NVIDIA's 1.4 Billion Transistor GPU: GT200 Arrives as the GeForce GTX 280 & 260
by Anand Lal Shimpi & Derek Wilson on June 16, 2008 9:00 AM EST- Posted in
- GPUs
One-Point-Four-Billion. That's transistors folks.
The chip is codenamed GT200 and it's the successor to NVIDIA's G80 and G92 families. Why the change in naming? The GT stands for "Graphics Tesla" and this is the second generation Graphics Tesla architecture, the first being the G80. The GT200 is launching today in two flavors, the die of the larger one is pictured below:
Um...yeah...we're reviewing that today
(this die comparison is to scale and that's a dual-core Penryn)

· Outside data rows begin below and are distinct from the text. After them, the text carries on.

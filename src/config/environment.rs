//! Configuration profile selection
//!
//! The profile decides which overlay sits between `default.toml` and
//! `local.toml`. Installed listeners run `production`, which ships no overlay
//! and so runs on `default.toml` alone. `development` adds
//! `development.toml`, which points the channel at a local server.

use std::str::FromStr;

use clap::ValueEnum;
use serde::{Deserialize, Serialize};

use crate::config::error::ConfigError;

/// Configuration profile of the listener
#[derive(Debug, Clone, Copy, Default, PartialEq, Eq, Serialize, Deserialize, ValueEnum)]
#[serde(rename_all = "lowercase")]
pub enum Environment {
    /// Local server, verbose defaults
    #[value(name = "development", alias = "dev")]
    Development,
    /// End-user install
    #[default]
    #[value(name = "production", alias = "prod")]
    Production,
}

impl Environment {
    /// Environment variable that selects the profile
    pub const ENV_VAR: &'static str = "REVIEW_NOTIFY_APP_ENV";

    /// Read the profile from `REVIEW_NOTIFY_APP_ENV`
    ///
    /// Unset or empty means `Production`. A value that names no profile is an
    /// error rather than a silent fallback, so a typo never drops the overlay.
    pub fn from_env() -> Result<Self, ConfigError> {
        match std::env::var(Self::ENV_VAR) {
            Ok(value) if !value.trim().is_empty() => value.parse(),
            _ => Ok(Self::default()),
        }
    }

    pub fn as_str(&self) -> &'static str {
        match self {
            Environment::Development => "development",
            Environment::Production => "production",
        }
    }

    /// File name of this profile's overlay inside the config directory
    pub fn overlay_file(&self) -> String {
        format!("{}.toml", self.as_str())
    }
}

impl FromStr for Environment {
    type Err = ConfigError;

    fn from_str(s: &str) -> Result<Self, Self::Err> {
        match s.trim().to_lowercase().as_str() {
            "development" | "dev" => Ok(Environment::Development),
            "production" | "prod" => Ok(Environment::Production),
            _ => Err(ConfigError::EnvVarError(format!(
                "Invalid {} '{}'. Valid values are: development, production",
                Self::ENV_VAR,
                s
            ))),
        }
    }
}

impl std::fmt::Display for Environment {
    fn fmt(&self, f: &mut std::fmt::Formatter<'_>) -> std::fmt::Result {
        f.write_str(self.as_str())
    }
}

#[cfg(test)]
mod tests {
    use super::*;

    #[test]
    fn test_profile_names_and_aliases() {
        for (input, expected) in [
            ("development", Environment::Development),
            ("dev", Environment::Development),
            (" Dev ", Environment::Development),
            ("PRODUCTION", Environment::Production),
            ("prod", Environment::Production),
        ] {
            assert_eq!(input.parse::<Environment>().unwrap(), expected, "{input}");
        }
    }

    #[test]
    fn test_unshipped_profiles_are_rejected() {
        for input in ["staging", "test", ""] {
            let err = input.parse::<Environment>().unwrap_err();
            assert!(err.to_string().contains(Environment::ENV_VAR), "{input}");
        }
    }

    #[test]
    fn test_overlay_file_names() {
        assert_eq!(Environment::Development.overlay_file(), "development.toml");
        assert_eq!(Environment::Production.overlay_file(), "production.toml");
        assert_eq!(Environment::default(), Environment::Production);
    }

    #[test]
    fn test_from_env() {
        let _guard = crate::config::ENV_TEST_MUTEX
            .lock()
            .unwrap_or_else(|e| e.into_inner());
        let original = std::env::var(Environment::ENV_VAR).ok();

        unsafe { std::env::remove_var(Environment::ENV_VAR) };
        assert_eq!(Environment::from_env().unwrap(), Environment::Production);

        unsafe { std::env::set_var(Environment::ENV_VAR, "dev") };
        assert_eq!(Environment::from_env().unwrap(), Environment::Development);

        unsafe { std::env::set_var(Environment::ENV_VAR, "qa") };
        assert!(matches!(
            Environment::from_env(),
            Err(ConfigError::EnvVarError(_))
        ));

        unsafe {
            match original {
                Some(value) => std::env::set_var(Environment::ENV_VAR, value),
                None => std::env::remove_var(Environment::ENV_VAR),
            }
        }
    }
}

Let's put aside all the important considerations for a moment and bask in the glow of sheer geekdom. Intel's Montecito processor (their dual core Itanium 2) weighs in at over 1.7 billion transistors, but the vast majority of this is L3 cache (over 1.5 billion transistors for 24MB of on die memory). In contrast, the vast majority of the transistors on NVIDIA's GT200 chip are used for compute power. Whether or not NVIDIA has used these transistors well is certainly the most important consideration for consumers, but there's no reason we can't take a second to be in awe of the sheer magnitude of the hardware. This chip is packed full of logic and it is huge.
At most, 94 NVIDIA GT200 die can be produced on a single 300mm 65nm wafer from TSMC. On the other end of the spectrum, Intel can fit around 2500 45nm Atom processors on a 300mm wafer.

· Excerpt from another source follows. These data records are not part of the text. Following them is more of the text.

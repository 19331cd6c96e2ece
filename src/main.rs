use clap::Parser;

use review_notify::cli::{
    Cli, CommandOutcome, execute_command, init_logger_from_settings, load_and_merge_config,
};
use review_notify::runtime::Listener;

#[tokio::main]
async fn main() -> anyhow::Result<()> {
    let cli = Cli::parse();

    let settings = load_and_merge_config(&cli)?;
    init_logger_from_settings(&settings)?;

    match execute_command(&cli, settings.clone()).await {
        Ok(CommandOutcome::Listen) => Listener::new(settings).run().await,
        Ok(CommandOutcome::Done) => Ok(()),
        Err(e) => {
            tracing::error!(error = %e, "Command failed");
            Err(e.into())
        }
    }
}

If the number of transistors wasn't enough to turn this thing into a dinner plate sized bit of hardware, the fact that it's fabbed on a 65nm process definitely puts it over the top. Current CPUs are at 45nm and NVIDIA's major competitor in the GPU market, AMD, has been building 55nm graphics chips for over 7 months now. With so many transistors, choosing not to shrink their manufacturing process doesn't seem to make much sense to us. Smaller fab processes offer not only the potential for faster, cooler chips, but also significantly reduce the cost of the GPU itself. Because manufacturing costs are (after ramping production) on a per wafer basis, the more dies that can be packed onto a single waffer, the less each die costs. It is likely that NVIDIA didn't want to risk any possible delays arising from manufacturing process changes on this cycle, but that seems like a risk that would have been worth taking in this case.

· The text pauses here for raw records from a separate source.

//! Configuration types for the logger

use anyhow::{Context, Result};
use serde::{Deserialize, Serialize};
use std::path::PathBuf;
use tracing::Level;

/// Main logger configuration
#[derive(Debug, Clone, Serialize, Deserialize)]
pub struct LoggerConfig {
    pub console: ConsoleConfig,
    pub file: FileConfig,
    /// One of trace, debug, info, warn, error
    pub level: String,
}

impl LoggerConfig {
    /// Create a new logger configuration with validation
    pub fn new(console: ConsoleConfig, file: FileConfig, level: String) -> Result<Self> {
        let config = Self {
            console,
            file,
            level,
        };
        config.validate()?;
        Ok(config)
    }

    /// Validate the configuration
    pub fn validate(&self) -> Result<()> {
        self.parse_level()
            .with_context(|| format!("Invalid log level: {}", self.level))?;

        self.file.validate().context("Invalid file configuration")?;

        if !self.console.enabled && !self.file.enabled {
            anyhow::bail!("At least one output (console or file) must be enabled");
        }

        Ok(())
    }

    /// Parse the log level string into a tracing::Level
    pub fn parse_level(&self) -> Result<Level> {
        match self.level.to_lowercase().as_str() {
            "trace" => Ok(Level::TRACE),
            "debug" => Ok(Level::DEBUG),
            "info" => Ok(Level::INFO),
            "warn" => Ok(Level::WARN),
            "error" => Ok(Level::ERROR),
            _ => anyhow::bail!(
                "Invalid log level '{}'. Valid levels are: trace, debug, info, warn, error",
                self.level
            ),
        }
    }
}

impl Default for LoggerConfig {
    fn default() -> Self {
        Self {
            console: ConsoleConfig::default(),
            file: FileConfig::default(),
            level: "info".to_string(),
        }
    }
}

/// Console output configuration
#[derive(Debug, Clone, Serialize, Deserialize)]
pub struct ConsoleConfig {
    pub enabled: bool,
    pub colored: bool,
}

impl ConsoleConfig {
    pub fn new(enabled: bool, colored: bool) -> Self {
        Self { enabled, colored }
    }
}

impl Default for ConsoleConfig {
    fn default() -> Self {
        Self {
            enabled: true,
            colored: true,
        }
    }
}

/// File output configuration
#[derive(Debug, Clone, Serialize, Deserialize)]
pub struct FileConfig {
    pub enabled: bool,
    pub path: PathBuf,
    pub append: bool,
    pub format: LogFormat,
}

impl FileConfig {
    /// Create a new file configuration with validation
    pub fn new(enabled: bool, path: PathBuf, append: bool, format: LogFormat) -> Result<Self> {
        let config = Self {
            enabled,
            path,
            append,
            format,
        };
        config.validate()?;
        Ok(config)
    }

    /// Validate file configuration
    ///
    /// Pure check; the log directory is created by the writer.
    pub fn validate(&self) -> Result<()> {
        if self.enabled && self.path.as_os_str().is_empty() {
            anyhow::bail!("File path cannot be empty when file output is enabled");
        }
        Ok(())
    }
}

impl Default for FileConfig {
    fn default() -> Self {
        Self {
            enabled: false,
            path: PathBuf::from("logs/review-notify.log"),
            append: true,
            format: LogFormat::Json,
        }
    }
}

/// Output format for file logging
#[derive(Debug, Clone, Copy, PartialEq, Eq, Serialize, Deserialize, Default)]
#[serde(rename_all = "lowercase")]
pub enum LogFormat {
    #[default]
    Full,
    Compact,
    Json,
}

impl std::str::FromStr for LogFormat {
    type Err = anyhow::Error;

    fn from_str(s: &str) -> Result<Self, Self::Err> {
        match s.to_lowercase().as_str() {
            "full" => Ok(LogFormat::Full),
            "compact" => Ok(LogFormat::Compact),
            "json" => Ok(LogFormat::Json),
            _ => anyhow::bail!(
                "Invalid log format '{}'. Valid formats are: full, compact, json",
                s
            ),
        }
    }
}

impl LogFormat {
    pub fn as_str(&self) -> &'static str {
        match self {
            LogFormat::Full => "full",
            LogFormat::Compact => "compact",
            LogFormat::Json => "json",
        }
    }
}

Instead, GT200 is the largest die TSMC has ever fabbed for production. Quite a dubious honor, and I wouldn't expect NVIDIA to really see this as something of which to be proud. Of course, that doesn't mean we can't be impressed with the sheer massiveness of the beast.
And what do we get from all these transistors? Moving up from 690M transistors of the original G80 and 754M transistors in G92 to the 1.4B transistors of GT200 is not a small tweak. One of the major new features is the ability to processes double precision floating point data in hardware (there are 30 64-bit FP units in GT200). The size of the register file for each SP array has been doubled. The promised ability of an SP to process a MAD and a MUL at the same time has been enhanced to work in more cases (G80 was supposedly able to do this, but the number of cases where it worked as advertised were extremely limited). And the number of SPs has increased from 128 on G80 to 240 with GT200. To better understand what all this means, we'll take a closer look at the differences between G80 and GT200, but first, the cards.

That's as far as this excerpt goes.